Pub Date : 2024-11-04DOI: 10.1109/JSTARS.2024.3490584
Zhenhao Yang;Fukun Bi;Xinghai Hou;Dehao Zhou;Yanping Wang
Semantic segmentation is crucial for interpreting remote sensing images. The segmentation performance has been significantly improved recently with the development of deep learning. However, complex background samples and small objects greatly increase the challenge of the semantic segmentation task for remote sensing images. To address these challenges, we propose a dual-domain refinement network (DDRNet) for accurate segmentation. Specifically, we first propose a spatial and frequency feature reconstruction module, which separately utilizes the characteristics of the frequency and spatial domains to refine the global salient features and the fine-grained spatial features of objects. This process enhances the foreground saliency and adaptively suppresses background noise. Subsequently, we propose a feature alignment module that selectively couples the features refined from both domains via cross-attention, achieving semantic alignment between frequency and spatial domains. In addition, a meticulously designed detail-aware attention module is introduced to compensate for the loss of small objects during feature propagation.

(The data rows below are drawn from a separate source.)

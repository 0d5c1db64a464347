use eframe::egui::Ui;
use egui_plot::{Bar, BarChart, Legend, Plot};
use gpa_ledger::data::scoring::GradeScale;

use crate::state::AppState;

/// Upper end of the value axis; the largest scale tops out at 5.0.
const AXIS_MAX: f64 = 5.0;

// ---------------------------------------------------------------------------
// GPA bar chart (bottom of the central panel)
// ---------------------------------------------------------------------------

/// One bar per point-based scale, on a fixed 0–5 axis.
pub fn gpa_chart(ui: &mut Ui, state: &AppState) {
    let summary = &state.summary;

    let charts: Vec<BarChart> = GradeScale::GPA_SCALES
        .iter()
        .enumerate()
        .map(|(i, &scale)| {
            let value = summary.get(scale);
            let bar = Bar::new(i as f64, value)
                .width(0.6)
                .name(format!("{}: {value:.2}", scale.label()))
                .fill(state.palette.scale(scale));
            BarChart::new(vec![bar])
                .name(scale.label())
                .color(state.palette.scale(scale))
        })
        .collect();

    Plot::new("gpa_chart")
        .legend(Legend::default())
        .x_axis_label("Scale")
        .y_axis_label("GPA")
        .include_y(0.0)
        .include_y(AXIS_MAX)
        .x_axis_formatter(|mark, _range| {
            let i = mark.value.round();
            if (mark.value - i).abs() > f64::EPSILON || i < 0.0 {
                return String::new();
            }
            GradeScale::GPA_SCALES
                .get(i as usize)
                .map(|s| s.label().to_string())
                .unwrap_or_default()
        })
        .allow_boxed_zoom(false)
        .allow_drag(false)
        .allow_scroll(false)
        .allow_zoom(false)
        .show(ui, |plot_ui| {
            for chart in charts {
                plot_ui.bar_chart(chart);
            }
        });
}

This module leverages cross-correlation matrices between high-level features and the original image to quantify the similarities among objects belonging to the same category, thereby transmitting rich semantic information from high-level features to small objects. The results on multiple datasets validate that our method outperforms the existing methods and achieves a good compromise between computational overhead and accuracy.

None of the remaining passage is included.